Texas A&M Scientists Celebrate Nobel Prize for Higgs Discovery
COLLEGE STATION —
A group of physicists from Texas A&M University are basking in the worldwide glow of big science, based on their critical supporting role along with thousands of scientists across the globe in the 2013 Nobel Prize in Physics, awarded today (Oct. 8) by the Royal Swedish Academy of Sciences to theorists Peter Higgs and Francois Englert to recognize their work developing the theory of what is now known as the Higgs field, credited for giving elementary particles mass.
Higgs and Englert specifically were cited “for the theoretical discovery of a mechanism that contributes to our understanding of the origin of mass of subatomic particles, and which recently was confirmed through the discovery of the predicted fundamental particle, by the ATLAS and CMS experiments at CERN’s Large Hadron Collider.”
U.S. scientists — including more than 30 from Texas A&M’s George P. and Cynthia Woods Mitchell Institute for Fundamental Physics and Astronomy involved in the CMS experiment — played a significant role in advancing the theory and in discovering the particle that proves the existence of the Higgs field, the Higgs boson.
In the 1960s, Higgs and Englert, along with other theorists (including Robert Brout, Tom Kibble and Americans Carl Hagen and Gerald Guralnik) published papers introducing key concepts in the theory of the Higgs field. In 2012, scientists on the international ATLAS and CMS experiments, performed at the Large Hadron Collider at CERN laboratory in Europe, confirmed this theory when they announced the discovery of the Higgs boson.
“Texas A&M joins the rest of the world in congratulating our theory colleagues Peter Higgs and Francois Englert,” said Alexei Safonov, an associate professor in the Department of Physics and Astronomy and a CMS collaboration member. “We are very happy that their achievement has been recognized with the highest prize in physics, and we likewise congratulate all our colleagues in theory and in the two experiments who have been part of the discovery, including our own researchers and students.”

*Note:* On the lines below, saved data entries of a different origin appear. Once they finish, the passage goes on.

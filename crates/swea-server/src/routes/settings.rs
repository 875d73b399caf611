use axum::extract::State;
use axum::Json;
use tracing::info;

use super::blocking;
use crate::error::AppError;
use crate::runner::RunnerSettings;
use crate::state::{provider_client, AppState};

/// GET /api/settings: current config with API keys masked.
pub async fn get_settings(
    State(app): State<AppState>,
) -> Result<Json<serde_json::Value>, AppError> {
    let settings = app.config.read().await.redacted()?;
    Ok(Json(serde_json::json!({ "settings": settings })))
}

/// POST /api/settings: deep-merge a partial config, persist it and rebuild
/// the provider client. Server address and CORS changes apply on restart.
pub async fn update_settings(
    State(app): State<AppState>,
    Json(patch): Json<serde_json::Value>,
) -> Result<Json<serde_json::Value>, AppError> {
    let mut config = app.config.write().await;
    let mut updated = config.clone();
    updated.apply_update(&patch)?;
    let client = provider_client(&updated)?;

    {
        let root = app.root.clone();
        let to_save = updated.clone();
        blocking(move || to_save.save(&root)).await?;
    }

    app.runner.set_client(client).await;
    app.runner
        .set_settings(RunnerSettings::from_config(&updated))
        .await;
    *config = updated;
    info!("settings updated");
    Ok(Json(serde_json::json!({ "message": "Settings updated" })))
}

Nearly 2,000 physicists from U.S. institutions — including 88 universities besides Texas A&M and seven U.S. Department of Energy laboratories — participate in the ATLAS and CMS experiments, making up about 23 percent of the ATLAS collaboration and 33 percent of CMS at the time of the Higgs discovery. Brookhaven National Laboratory serves as the U.S. hub for the ATLAS experiment, and Fermi National Accelerator Laboratory serves as the U.S. hub for the CMS experiment. U.S. scientists provided a significant portion of the intellectual leadership on Higgs analysis teams for both experiments.
Safonov is joined by experimental physicists Teruki Kamon, Ricardo Eusebi and David Toback in representing Texas A&M in the CMS collaboration, along with fellow Texas A&M experimental physicist Peter McIntyre, who helped conceive the original idea for Fermilab’s Tevatron, along with theoretical physicists Dimitri Nanopoulos, Bhaskar Dutta and Richard Arnowitt.

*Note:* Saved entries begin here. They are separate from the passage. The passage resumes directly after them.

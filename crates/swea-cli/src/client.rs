use std::time::Duration;

use anyhow::{anyhow, Context, Result};

/// Timeout for ordinary API calls.
pub const DEFAULT_TIMEOUT: Duration = Duration::from_secs(30);

/// `POST /api/messages` waits for the run server-side, so chat needs longer.
pub const CHAT_TIMEOUT: Duration = Duration::from_secs(180);

/// Blocking JSON client for the swea server API.
pub struct ApiClient {
    base: String,
    agent: ureq::Agent,
}

impl ApiClient {
    pub fn new(base: &str, timeout: Duration) -> Self {
        Self {
            base: base.trim_end_matches('/').to_string(),
            agent: ureq::AgentBuilder::new().timeout(timeout).build(),
        }
    }

    pub fn get(&self, path: &str) -> Result<serde_json::Value> {
        let req = self.agent.get(&self.url(path));
        self.finish(path, req.call())
    }

    pub fn get_query(&self, path: &str, query: &[(&str, &str)]) -> Result<serde_json::Value> {
        let mut req = self.agent.get(&self.url(path));
        for (k, v) in query {
            req = req.query(k, v);
        }
        self.finish(path, req.call())
    }

    pub fn post(&self, path: &str, body: serde_json::Value) -> Result<serde_json::Value> {
        let req = self.agent.post(&self.url(path));
        self.finish(path, req.send_json(body))
    }

    /// POST with only `project_name` in the body.
    pub fn post_project(&self, path: &str, project: &str) -> Result<serde_json::Value> {
        self.post(path, serde_json::json!({ "project_name": project }))
    }

    fn url(&self, path: &str) -> String {
        format!("{}{path}", self.base)
    }

    fn finish(
        &self,
        path: &str,
        result: std::result::Result<ureq::Response, ureq::Error>,
    ) -> Result<serde_json::Value> {
        match result {
            Ok(resp) => resp
                .into_json()
                .with_context(|| format!("invalid JSON from {path}")),
            Err(ureq::Error::Status(code, resp)) => {
                let body: Option<serde_json::Value> = resp.into_json().ok();
                let message = body
                    .as_ref()
                    .and_then(|b| b["error"].as_str())
                    .unwrap_or("request failed")
                    .to_string();
                Err(anyhow!("{message} (HTTP {code})"))
            }
            Err(ureq::Error::Transport(t)) => Err(anyhow!(
                "cannot reach swea server at {}: {t}\n\
                 Start it with `swea serve` or pass --server.",
                self.base
            )),
        }
    }
}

For more information on the Nobel Prize, please see Fermilab’s official press release or visit their background page.
Find additional background on the Higgs discovery and Texas A&M’s involvement.
Click here to see images of the Higgs event detected at the CMS detector, created using a new software developed by Texas A&M postdoctoral student Tai Sakuma.
To learn more about the CMS collaboration, visit the Texas A&M Collider Physics website at http://collider.physics.tamu.edu.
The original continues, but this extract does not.